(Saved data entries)
————————

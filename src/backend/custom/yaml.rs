//! YAML format parser: indentation-scoped mappings, sequence items,
//! document markers, comments.
//!
//! Structural only: nesting is derived from indentation, scalars stay as
//! raw text leaves, and flow-style collections are not descended into.

use super::{CustomParser, document_tree, split_lines};
use crate::tree::{NodeId, ParseTree};

pub struct YamlParser;

impl CustomParser for YamlParser {
    fn language_id(&self) -> &'static str {
        "yaml"
    }

    fn parse(&self, bytes: &[u8]) -> ParseTree {
        let (mut tree, root, spans) = document_tree(bytes);

        // (indent, node) stack: deeper entries nest under shallower ones.
        let mut stack: Vec<(usize, NodeId)> = Vec::new();

        for line in split_lines(bytes) {
            if line.is_blank() {
                continue;
            }

            let text = line.text.trim_start();
            let indent = line.indent();

            if text.starts_with('#') {
                let node = tree.add_node("comment", spans.span(line.start, line.end));
                tree.attach(root, node);
                continue;
            }

            if text == "---" || text == "..." {
                let node = tree.add_node("document_marker", spans.span(line.start, line.end));
                tree.attach(root, node);
                stack.clear();
                continue;
            }

            while let Some(&(top_indent, _)) = stack.last() {
                if indent <= top_indent {
                    stack.pop();
                } else {
                    break;
                }
            }
            let parent = stack.last().map_or(root, |&(_, id)| id);

            if let Some(rest) = text.strip_prefix("- ").or(if text == "-" { Some("") } else { None })
            {
                let node = tree.add_node("sequence_item", spans.span(line.start, line.end));
                let leaf = tree.add_leaf(
                    "item_value",
                    spans.span(line.start, line.end),
                    rest.trim(),
                );
                tree.attach(parent, node);
                tree.attach(node, leaf);
                // Items can carry nested mappings ("- key: value").
                stack.push((indent, node));
                continue;
            }

            if let Some(colon) = find_mapping_colon(text) {
                let key = text[..colon].trim().trim_matches(['"', '\'']);
                let value = text[colon + 1..].trim();
                let node = tree.add_node("mapping_pair", spans.span(line.start, line.end));
                let key_leaf = tree.add_leaf("pair_key", spans.span(line.start, line.end), key);
                tree.attach(parent, node);
                tree.attach(node, key_leaf);
                if !value.is_empty() {
                    let value_leaf =
                        tree.add_leaf("pair_value", spans.span(line.start, line.end), value);
                    tree.attach(node, value_leaf);
                }
                stack.push((indent, node));
                continue;
            }

            // Plain scalar continuation lines stay as text.
            let node = tree.add_node("text", spans.span(line.start, line.end));
            tree.attach(parent, node);
        }

        tree
    }
}

/// The colon ending a mapping key: followed by space or end of line, and
/// outside any quoting.
fn find_mapping_colon(text: &str) -> Option<usize> {
    let bytes = text.as_bytes();
    let mut quote: Option<u8> = None;

    for (i, &b) in bytes.iter().enumerate() {
        match quote {
            Some(q) => {
                if b == q {
                    quote = None;
                }
            }
            None => match b {
                b'"' | b'\'' => quote = Some(b),
                b':' if i + 1 == bytes.len() || bytes[i + 1] == b' ' => return Some(i),
                _ => {}
            },
        }
    }
    None
}

#[cfg(test)]
mod tests {
    use super::*;

    #[test]
    fn nested_mappings_follow_indentation() {
        let source = b"server:\n  host: localhost\n  port: 8080\nother: x\n";
        let tree = YamlParser.parse(source);

        let server = tree.top_level()[0];
        assert_eq!(tree.node(server).kind, "mapping_pair");

        // key leaf + two nested pairs
        let children = &tree.node(server).children;
        let nested = children
            .iter()
            .filter(|&&id| tree.node(id).kind == "mapping_pair")
            .count();
        assert_eq!(nested, 2);

        let other = tree.top_level()[1];
        assert_eq!(tree.node(other).kind, "mapping_pair");
    }

    #[test]
    fn sequence_items_nest_under_their_key() {
        let source = b"steps:\n  - build\n  - test\n";
        let tree = YamlParser.parse(source);
        let steps = tree.top_level()[0];
        let items = tree
            .node(steps)
            .children
            .iter()
            .filter(|&&id| tree.node(id).kind == "sequence_item")
            .count();
        assert_eq!(items, 2);
    }

    #[test]
    fn document_markers_reset_scope() {
        let source = b"---\na: 1\n---\nb: 2\n";
        let tree = YamlParser.parse(source);
        let kinds: Vec<_> = tree
            .top_level()
            .iter()
            .map(|&id| tree.node(id).kind.as_str())
            .collect();
        assert_eq!(
            kinds,
            ["document_marker", "mapping_pair", "document_marker", "mapping_pair"]
        );
    }

    #[test]
    fn quoted_colons_do_not_split_keys() {
        let tree = YamlParser.parse(b"url: \"http://x\"\n");
        let pair = tree.top_level()[0];
        let key = tree.node(tree.node(pair).children[0]).text.clone();
        assert_eq!(key.as_deref(), Some("url"));
    }
}
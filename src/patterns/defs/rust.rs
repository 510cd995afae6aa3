//! Rust pattern table.

use super::Pattern;
use super::{
    PatternCategory::{
        Architecture, CodePattern, Documentation, ErrorHandling, Structure, Syntax,
    },
    query, regex, with_recovery, with_tests, without_name,
};

const LANG: &str = "rust";

pub fn patterns() -> Vec<Pattern> {
    vec![
        with_tests(
            with_recovery(
                query(
                    LANG,
                    "rust.function",
                    Syntax,
                    "(function_item name: (identifier) @name) @item",
                    "function",
                ),
                r"^\s*(?:pub(?:\([^)]*\))?\s+)?(?:async\s+)?(?:const\s+)?(?:unsafe\s+)?fn\s+(?P<name>\w+)",
            ),
            &[("fn main() {}\n", true), ("let x = 1;\n", false)],
        ),
        with_tests(
            with_recovery(
                query(
                    LANG,
                    "rust.struct",
                    Syntax,
                    "(struct_item name: (type_identifier) @name) @item",
                    "struct",
                ),
                r"^\s*(?:pub(?:\([^)]*\))?\s+)?struct\s+(?P<name>\w+)",
            ),
            &[("struct Point { x: i32 }\n", true)],
        ),
        query(
            LANG,
            "rust.enum",
            Syntax,
            "(enum_item name: (type_identifier) @name) @item",
            "enum",
        ),
        query(
            LANG,
            "rust.trait",
            Syntax,
            "(trait_item name: (type_identifier) @name) @item",
            "trait",
        ),
        without_name(query(
            LANG,
            "rust.impl",
            Structure,
            "(impl_item) @item",
            "impl",
        )),
        with_recovery(
            without_name(query(
                LANG,
                "rust.use",
                Structure,
                "(use_declaration) @item",
                "import",
            )),
            r"^\s*use\s+(?P<name>[\w:]+)",
        ),
        without_name(query(
            LANG,
            "rust.branch",
            Structure,
            "[(if_expression) @item (for_expression) @item (while_expression) @item (match_expression) @item]",
            "branch",
        )),
        with_tests(
            regex(
                LANG,
                "rust.doc_comment",
                Documentation,
                r"(?m)^[ \t]*///[ \t]?(?P<name>.*)$",
                "doc_comment",
            ),
            &[("/// Frobnicates the widget\nfn f() {}\n", true), ("// plain\n", false)],
        ),
        without_name(query(
            LANG,
            "rust.line_comment",
            Documentation,
            "(line_comment) @item",
            "comment",
        )),
        without_name(regex(
            LANG,
            "rust.panic_path",
            ErrorHandling,
            r"\.unwrap\(\)|\.expect\(|panic!\(",
            "panic_path",
        )),
        without_name(regex(
            LANG,
            "rust.question_mark",
            CodePattern,
            r"\)\?[;.]",
            "error_propagation",
        )),
        query(
            LANG,
            "rust.module",
            Architecture,
            "(mod_item name: (identifier) @name) @item",
            "module",
        ),
    ]
}
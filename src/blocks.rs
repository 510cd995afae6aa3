//! Filepath: src/blocks.rs
//! Block extraction: resolve a node (or match) to a syntactically
//! coherent source region.
//!
//! Policy
//! - Block text is ALWAYS the source byte slice of the resolved node,
//!   never reconstructed from the tree.
//! - A node whose kind is block-capable for the language is returned
//!   directly; otherwise ancestors are walked.
//! - Trees from the format parsers degrade to a line-range heuristic
//!   when no block-capable ancestor exists; such blocks are flagged with
//!   `node_kind = "heuristic"`.

use serde::{Deserialize, Serialize};

use crate::infra::line_index::NewlineIndex;
use crate::patterns::PatternMatch;
use crate::tree::{NodeId, ParseTree, Point};

/// Python-style suite languages.
const PYTHON_BLOCK_KINDS: &[&str] = &[
    "function_definition",
    "class_definition",
    "if_statement",
    "for_statement",
    "while_statement",
    "try_statement",
    "with_statement",
];

/// Brace languages (rust, javascript, c-family).
const BRACE_BLOCK_KINDS: &[&str] = &[
    "compound_statement",
    "function_definition",
    "function_item",
    "function_declaration",
    "method_definition",
    "class_specifier",
    "class_declaration",
    "struct_item",
    "enum_item",
    "trait_item",
    "impl_item",
    "if_statement",
    "if_expression",
    "for_statement",
    "for_expression",
    "while_statement",
    "while_expression",
    "match_expression",
    "statement_block",
];

/// Structural kinds the format parsers emit.
const FORMAT_BLOCK_KINDS: &[&str] = &[
    "code_block",
    "listing_block",
    "section",
    "table",
    "array_table",
    "definition",
    "object",
    "array",
    "element",
];

/// Generic fallback, checked for every language.
const GENERIC_BLOCK_KINDS: &[&str] = &["block", "body", "statement_block"];

/// Child kinds preferred when the caller asks for the body only.
const BODY_KINDS: &[&str] = &["block", "compound_statement", "statement_block"];

#[derive(Debug, Clone, Copy, Default)]
pub struct BlockOptions {
    /// Return the body child instead of the whole construct when the
    /// construct carries a header (signature, condition).
    pub body_only: bool,
}

/// A materialized source region.
#[derive(Debug, Clone, PartialEq, Serialize, Deserialize)]
pub struct ExtractedBlock {
    /// Exact byte slice of the source unit
    pub content: String,
    pub start_point: Point,
    pub end_point: Point,
    pub node_kind: String,
    #[serde(skip_serializing_if = "Option::is_none", default)]
    pub parent_kind: Option<String>,
}

impl ExtractedBlock {
    pub fn approximate_size_bytes(&self) -> usize {
        std::mem::size_of::<Self>()
            + self.content.len()
            + self.node_kind.len()
            + self.parent_kind.as_ref().map_or(0, String::len)
    }
}

fn block_capable(language_id: &str, kind: &str) -> bool {
    if GENERIC_BLOCK_KINDS.contains(&kind) {
        return true;
    }
    match language_id {
        "python" => PYTHON_BLOCK_KINDS.contains(&kind),
        "rust" | "javascript" | "typescript" | "c" | "cpp" | "java" | "go" | "csharp" => {
            BRACE_BLOCK_KINDS.contains(&kind)
        }
        _ => FORMAT_BLOCK_KINDS.contains(&kind),
    }
}

/// Resolve a node to an extracted block per the policy above.
pub fn extract(
    language_id: &str,
    source: &[u8],
    tree: &ParseTree,
    node: NodeId,
    options: BlockOptions,
) -> Option<ExtractedBlock> {
    let target = resolve_target(language_id, tree, node);

    match target {
        Some(mut target) => {
            if options.body_only
                && let Some(body) = tree
                    .node(target)
                    .children
                    .iter()
                    .copied()
                    .find(|&c| {
                        let kind = tree.node(c).kind.as_str();
                        kind.ends_with("_body") || BODY_KINDS.contains(&kind)
                    })
            {
                target = body;
            }
            materialize(source, tree, target)
        }
        None if !tree.is_ast_backed() => heuristic_block(source, tree, node),
        None => None,
    }
}

/// Resolve a pattern match to a block via its primary span.
pub fn extract_from_match(
    language_id: &str,
    source: &[u8],
    tree: &ParseTree,
    pattern_match: &PatternMatch,
    options: BlockOptions,
) -> Option<ExtractedBlock> {
    let node = tree.deepest_covering(&pattern_match.primary_span)?;
    extract(language_id, source, tree, node, options)
}

fn resolve_target(language_id: &str, tree: &ParseTree, node: NodeId) -> Option<NodeId> {
    if block_capable(language_id, &tree.node(node).kind) {
        return Some(node);
    }
    tree.ancestors(node)
        .find(|&a| a != tree.root() && block_capable(language_id, &tree.node(a).kind))
}

fn materialize(source: &[u8], tree: &ParseTree, target: NodeId) -> Option<ExtractedBlock> {
    let node = tree.node(target);
    let slice = node.span.slice(source)?;

    let parent_kind = node
        .parent
        .map(|p| tree.node(p).kind.clone());

    Some(ExtractedBlock {
        content: String::from_utf8_lossy(slice).into_owned(),
        start_point: node.span.start_point,
        end_point: node.span.end_point,
        node_kind: node.kind.clone(),
        parent_kind,
    })
}

/// Format-parser fallback: expand the node's span to whole lines.
fn heuristic_block(source: &[u8], tree: &ParseTree, node: NodeId) -> Option<ExtractedBlock> {
    let span = tree.node(node).span;
    let index = NewlineIndex::build(source);

    let start_line = index.line_of_byte(span.start_byte).max(1);
    let end_line = index.line_of_byte(span.end_byte.saturating_sub(1)).max(start_line);
    let (start, end) = index.byte_range_for_lines(start_line, end_line, source)?;
    let slice = source.get(start..end)?;

    Some(ExtractedBlock {
        content: String::from_utf8_lossy(slice).into_owned(),
        start_point: index.point_at(start),
        end_point: index.point_at(end),
        node_kind: "heuristic".to_string(),
        parent_kind: None,
    })
}
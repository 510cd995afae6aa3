//! Plaintext fallback parser: blank-line separated paragraphs.
//!
//! The terminal fallback for every doc format and for unknown text, so it
//! accepts anything and never flags errors.

use super::{CustomParser, attach_text, document_tree, split_lines};
use crate::tree::ParseTree;

pub struct PlaintextParser;

impl CustomParser for PlaintextParser {
    fn language_id(&self) -> &'static str {
        "plaintext"
    }

    fn parse(&self, bytes: &[u8]) -> ParseTree {
        let (mut tree, root, spans) = document_tree(bytes);
        let lines = split_lines(bytes);

        let mut i = 0;
        while i < lines.len() {
            if lines[i].is_blank() {
                i += 1;
                continue;
            }

            let start = lines[i].start;
            let mut j = i;
            while j + 1 < lines.len() && !lines[j + 1].is_blank() {
                j += 1;
            }

            let span = spans.span(start, lines[j].end);
            let text = String::from_utf8_lossy(&bytes[start..lines[j].end]).into_owned();
            attach_text(&mut tree, root, span, text);
            i = j + 1;
        }

        tree
    }
}
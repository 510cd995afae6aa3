//! Python pattern table.

use super::{
    PatternCategory::{Architecture, Documentation, ErrorHandling, Naming, Semantics, Structure, Syntax},
    query, regex, with_fallbacks, with_recovery, with_tests, without_name,
};
use super::Pattern;

const LANG: &str = "python";

pub fn patterns() -> Vec<Pattern> {
    vec![
        with_tests(
            with_recovery(
                query(
                    LANG,
                    "python.function",
                    Syntax,
                    "(function_definition name: (identifier) @name) @item",
                    "function",
                ),
                r"^\s*(?:async\s+)?def\s+(?P<name>\w+)",
            ),
            &[
                ("def foo(a, b):\n    return a + b\n", true),
                ("x = 1\n", false),
            ],
        ),
        with_tests(
            with_recovery(
                query(
                    LANG,
                    "python.class",
                    Syntax,
                    "(class_definition name: (identifier) @name) @item",
                    "class",
                ),
                r"^\s*class\s+(?P<name>\w+)",
            ),
            &[("class Foo:\n    pass\n", true), ("def foo(): pass\n", false)],
        ),
        with_tests(
            with_recovery(
                without_name(query(
                    LANG,
                    "python.import",
                    Structure,
                    "[(import_statement) @item (import_from_statement) @item]",
                    "import",
                )),
                r"^\s*(?:from|import)\s+(?P<name>[\w.]+)",
            ),
            &[("import os\n", true), ("from a.b import c\n", true)],
        ),
        without_name(query(
            LANG,
            "python.decorator",
            Structure,
            "(decorator) @item",
            "decorator",
        )),
        without_name(query(
            LANG,
            "python.branch",
            Structure,
            "[(if_statement) @item (for_statement) @item (while_statement) @item (with_statement) @item]",
            "branch",
        )),
        // A standalone string expression is a docstring in practice.
        with_tests(
            without_name(query(
                LANG,
                "python.docstring",
                Documentation,
                "(expression_statement (string) @item)",
                "docstring",
            )),
            &[("def f():\n    \"\"\"doc\"\"\"\n", true)],
        ),
        without_name(query(
            LANG,
            "python.comment",
            Documentation,
            "(comment) @item",
            "comment",
        )),
        query(
            LANG,
            "python.type_hint",
            Semantics,
            "(typed_parameter (identifier) @name) @item",
            "type_hint",
        ),
        query(
            LANG,
            "python.binding",
            Naming,
            "(assignment left: (identifier) @name) @item",
            "binding",
        ),
        with_fallbacks(
            without_name(query(
                LANG,
                "python.exception_handler",
                ErrorHandling,
                "(try_statement (except_clause) @item)",
                "exception_handler",
            )),
            &["python.branch"],
        ),
        without_name(regex(
            LANG,
            "python.main_guard",
            Architecture,
            r#"(?m)^if\s+__name__\s*==\s*['"]__main__['"]"#,
            "entry_point",
        )),
    ]
}
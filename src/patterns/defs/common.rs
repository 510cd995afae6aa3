//! Patterns shared by every language: markers, urls, contact points.

use super::Pattern;
use super::{PatternCategory::Documentation, regex, without_name};

pub fn patterns(language_id: &str) -> Vec<Pattern> {
    vec![
        regex(
            language_id,
            &format!("{language_id}.todo"),
            Documentation,
            r"(?m)\b(?:TODO|FIXME|XXX|HACK)\b[:\s]*(?P<name>[^\n]*)",
            "todo",
        ),
        without_name(regex(
            language_id,
            &format!("{language_id}.url"),
            Documentation,
            r#"https?://[^\s<>)"']+"#,
            "url",
        )),
        without_name(regex(
            language_id,
            &format!("{language_id}.email"),
            Documentation,
            r"\b[\w.+-]+@[\w.-]+\.[A-Za-z]{2,}\b",
            "email",
        )),
    ]
}
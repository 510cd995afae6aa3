//! Pattern tables for the format-parser languages (regex-kind).

use super::Pattern;
use super::{
    PatternCategory::{CodePattern, Documentation, Semantics, Structure, Syntax},
    regex, with_tests, without_name,
};

pub fn patterns(language_id: &str) -> Vec<Pattern> {
    match language_id {
        "markdown" => markdown(),
        "rst" => vec![
            regex(
                "rst",
                "rst.directive",
                Documentation,
                r"(?m)^\.\.\s+(?P<name>[\w-]+)::",
                "directive",
            ),
            regex(
                "rst",
                "rst.section",
                Documentation,
                r"(?m)^(?P<name>\S[^\n]*)\n(=+|-+|~+|\^+)\s*$",
                "section",
            ),
        ],
        "asciidoc" => vec![
            regex(
                "asciidoc",
                "asciidoc.heading",
                Documentation,
                r"(?m)^=+[ \t]+(?P<name>.+)$",
                "heading",
            ),
            regex(
                "asciidoc",
                "asciidoc.attribute",
                Semantics,
                r"(?m)^:(?P<name>[\w-]+):",
                "attribute",
            ),
        ],
        "ini" | "editorconfig" => vec![
            regex(
                language_id,
                &format!("{language_id}.section"),
                Structure,
                r"(?m)^\s*\[(?P<name>[^\]]+)\]\s*$",
                "section",
            ),
            regex(
                language_id,
                &format!("{language_id}.property"),
                Semantics,
                r"(?m)^\s*(?P<name>[\w.-]+)\s*[=:]\s*\S",
                "setting",
            ),
        ],
        "toml" => vec![
            with_tests(
                regex(
                    "toml",
                    "toml.table",
                    Structure,
                    r"(?m)^\s*\[\[?(?P<name>[^\]]+?)\]\]?\s*$",
                    "table",
                ),
                &[("[dependencies]\nserde = \"1\"\n", true), ("x = 1\n", false)],
            ),
            regex(
                "toml",
                "toml.pair",
                Semantics,
                r#"(?m)^\s*(?P<name>[\w.-]+)\s*=\s*\S"#,
                "setting",
            ),
        ],
        "yaml" => vec![
            with_tests(
                regex(
                    "yaml",
                    "yaml.top_key",
                    Structure,
                    r"(?m)^(?P<name>[\w-]+):",
                    "mapping_key",
                ),
                &[("services:\n  web:\n    image: x\n", true)],
            ),
            regex(
                "yaml",
                "yaml.anchor",
                Semantics,
                r"&(?P<name>[\w-]+)",
                "anchor",
            ),
        ],
        "json" => vec![regex(
            "json",
            "json.key",
            Semantics,
            r#""(?P<name>[^"\\]+)"\s*:"#,
            "key",
        )],
        "env" => vec![regex(
            "env",
            "env.pair",
            Semantics,
            r"(?m)^(?:export\s+)?(?P<name>[A-Za-z_][A-Za-z0-9_]*)=",
            "setting",
        )],
        "graphql" => vec![regex(
            "graphql",
            "graphql.definition",
            Syntax,
            r"(?m)^\s*(?:type|interface|enum|input|union|scalar|fragment)\s+(?P<name>\w+)",
            "definition",
        )],
        "xml" => vec![
            regex(
                "xml",
                "xml.element",
                Structure,
                r"<(?P<name>[A-Za-z][\w:.-]*)[\s>/]",
                "element",
            ),
            without_name(regex(
                "xml",
                "xml.comment",
                Documentation,
                r"(?s)<!--.*?-->",
                "comment",
            )),
        ],
        _ => Vec::new(),
    }
}

fn markdown() -> Vec<Pattern> {
    vec![
        with_tests(
            regex(
                "markdown",
                "markdown.heading",
                Documentation,
                r"(?m)^#{1,6}[ \t]+(?P<name>.+)$",
                "heading",
            ),
            &[("# Title\n\ntext\n", true), ("plain text\n", false)],
        ),
        without_name(regex(
            "markdown",
            "markdown.code_block",
            CodePattern,
            r"(?s)```.*?```",
            "code_block",
        )),
        regex(
            "markdown",
            "markdown.link",
            Documentation,
            r"\[(?P<name>[^\]]+)\]\([^)]*\)",
            "link",
        ),
    ]
}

————————

[TASK PROMPT]
Out of the data above, transcribe exactly and only the lines starting with the line that has "b'\'' => quote" and going on through the line that has "let server = tree.top_level()[0];", both included.

[EXERCISE RESPONSE]
                b'"' | b'\'' => quote = Some(b),
                b':' if i + 1 == bytes.len() || bytes[i + 1] == b' ' => return Some(i),
                _ => {}
            },
        }
    }
    None
}

#[cfg(test)]
mod tests {
    use super::*;

    #[test]
    fn nested_mappings_follow_indentation() {
        let source = b"server:\n  host: localhost\n  port: 8080\nother: x\n";
        let tree = YamlParser.parse(source);

        let server = tree.top_level()[0];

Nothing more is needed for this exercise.